The adaptive immune system may learn something is dangerous even when it is not. We can target these systems with EMDR because, like the brain, the adaptive immune system can learn and unlearn information.
The Brain, the Body, and Trauma: Integration with EMDR Therapy
Presentation – EMDR Canada 2023
The immune system and the nervous system work in similar ways and they can share information with each other. Both the nervous system and the immune system have memory networks.
I’ve seen amazing results with my protocol developed into a combination of these concepts:
- AIP (Francine Shapiro)
- The 7 Primary Emotional Systems Theory, (Jaak Panksepp)

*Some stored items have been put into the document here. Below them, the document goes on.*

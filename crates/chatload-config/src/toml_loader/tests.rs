//! Tests for TOML config loading, creation, and path resolution.

use super::*;
use crate::schema::ChatloadConfig;
use chatload_common::ConfigError;
use std::path::Path;

#[test]
fn load_from_nonexistent_returns_file_not_found() {
    let result = load_from_path(Path::new("/tmp/nonexistent_chatload_config.toml"));
    let err = result.unwrap_err();
    assert!(matches!(err, ConfigError::FileNotFound(_)));
}

#[test]
fn load_valid_partial_toml() {
    let dir = tempfile::tempdir().unwrap();
    let path = dir.path().join("config.toml");
    std::fs::write(
        &path,
        r#"
[target]
base_url = "https://chat.example.com/v1"
app_id = "app-123"

[load]
users = 25
pause_min_secs = 0.5

[queries]
pool = ["ping", "pong"]
"#,
    )
    .unwrap();

    let config = load_from_path(&path).unwrap();
    assert_eq!(config.target.base_url, "https://chat.example.com/v1");
    assert_eq!(config.target.app_id, "app-123");
    assert_eq!(config.load.users, 25);
    assert_eq!(config.load.pause_min_secs, 0.5);
    assert_eq!(config.queries.pool, vec!["ping", "pong"]);
    // Defaults preserved
    assert_eq!(config.load.duration_secs, 60);
    assert_eq!(config.load.pause_max_secs, 3.0);
    assert!(config.target.api_token.is_empty());
}

#[test]
fn load_invalid_toml_returns_parse_error() {
    let dir = tempfile::tempdir().unwrap();
    let path = dir.path().join("config.toml");
    std::fs::write(&path, "this is not valid toml {{{").unwrap();

    let err = load_from_path(&path).unwrap_err();
    assert!(matches!(err, ConfigError::ParseError(_)));
}

#[test]
fn invalid_values_load_but_fail_finalize() {
    let dir = tempfile::tempdir().unwrap();
    let path = dir.path().join("config.toml");
    std::fs::write(
        &path,
        r#"
[load]
users = 0
"#,
    )
    .unwrap();

    let config = load_from_path(&path).unwrap();
    assert_eq!(config.load.users, 0);

    let err = crate::finalize(config).unwrap_err();
    assert!(matches!(err, ConfigError::ValidationError(_)));
    assert!(err.to_string().contains("load.users"));
}

#[test]
fn override_can_repair_file_values_before_finalize() {
    let dir = tempfile::tempdir().unwrap();
    let path = dir.path().join("config.toml");
    std::fs::write(
        &path,
        r#"
[target]
app_id = "app-1"
api_token = "tok"

[load]
duration_secs = 20
ramp_up_secs = 30
"#,
    )
    .unwrap();

    let mut config = load_from_path(&path).unwrap();
    assert!(crate::finalize(config.clone()).is_err());

    config.load.duration_secs = 120;
    let config = crate::finalize(config).unwrap();
    assert_eq!(config.load.duration_secs, 120);
    assert_eq!(config.load.ramp_up_secs, 30);
}

#[test]
fn env_override_applies_after_file() {
    let dir = tempfile::tempdir().unwrap();
    let path = dir.path().join("config.toml");
    std::fs::write(
        &path,
        "[target]\napp_id = \"app-1\"\napi_token = \"tok\"\n\n[load]\nusers = 0\n",
    )
    .unwrap();

    let mut config = load_from_path(&path).unwrap();
    crate::env::apply_env_overrides(&mut config, |key| {
        (key == crate::env::ENV_USERS).then(|| "5".to_string())
    })
    .unwrap();
    let config = crate::finalize(config).unwrap();
    assert_eq!(config.load.users, 5);
}

#[test]
fn create_and_load_default_config() {
    let dir = tempfile::tempdir().unwrap();
    let path = dir.path().join("chatload").join("config.toml");

    create_default_config(&path).unwrap();
    assert!(path.exists());

    let config = load_from_path(&path).unwrap();
    assert_eq!(config.load.users, 10);
    assert_eq!(config.target.base_url, "http://localhost/v1");
}

#[test]
fn create_default_config_does_not_overwrite() {
    let dir = tempfile::tempdir().unwrap();
    let path = dir.path().join("config.toml");
    std::fs::write(&path, "[load]\nusers = 3\n").unwrap();

    assert!(create_default_config(&path).is_err());
    let config = load_from_path(&path).unwrap();
    assert_eq!(config.load.users, 3);
}

#[test]
fn default_config_toml_is_valid() {
    let content = default_config_toml();
    let config: ChatloadConfig = toml::from_str(&content).unwrap();
    assert_eq!(config.load.users, 10);
    assert!(!config.queries.pool.is_empty());
}

#[test]
fn default_config_path_is_reasonable() {
    if let Ok(path) = default_config_path() {
        let path_str = path.to_string_lossy();
        assert!(path_str.contains("chatload"));
        assert!(path_str.ends_with("config.toml"));
    }
}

- Katie O’Shea and Sandra Paulson Where There Are No Words
- The Textbook of Immunopsychiatry by Khandaker, G., Harrison N., Bullmore, E. and Dantzer.
Stress, The Immune System, and The Brain
The definition of stress has evolved over time from predation and natural disasters to economic insecurity to interpersonal conflicts.
In the past, stressors were only acute (fight, flight, freeze) and now less “life-threatening”, more persistent, and chronic, and those previously labeled as “trivial” are acknowledged as stressors as well.
Stress and the immune system and its response to stress can influence the production, activation, and mobilization of immune cells-Chronic stress.
More evidence suggests that chronic stress induces a vulnerability to psychiatric disorders by altering neural circuitry.
Stress-induced changes in brain structure impact cortex, amygdala, and hippocampus morphology.
The Immune System Impacts Mental Health
There is an overlap between physical sickness and depression symptoms including somatic responses such as fatigue, foggy brain, and sleep disturbance.
Immune activation can quickly bring about these depression-like symptoms and rapidly accelerate a network of brain areas that are very similar to those associated with stress and depression.
Understanding what determines the risk of depression following immune activation could be important for further developing targeted strategies for treatment and prevention of inflammation-related depression.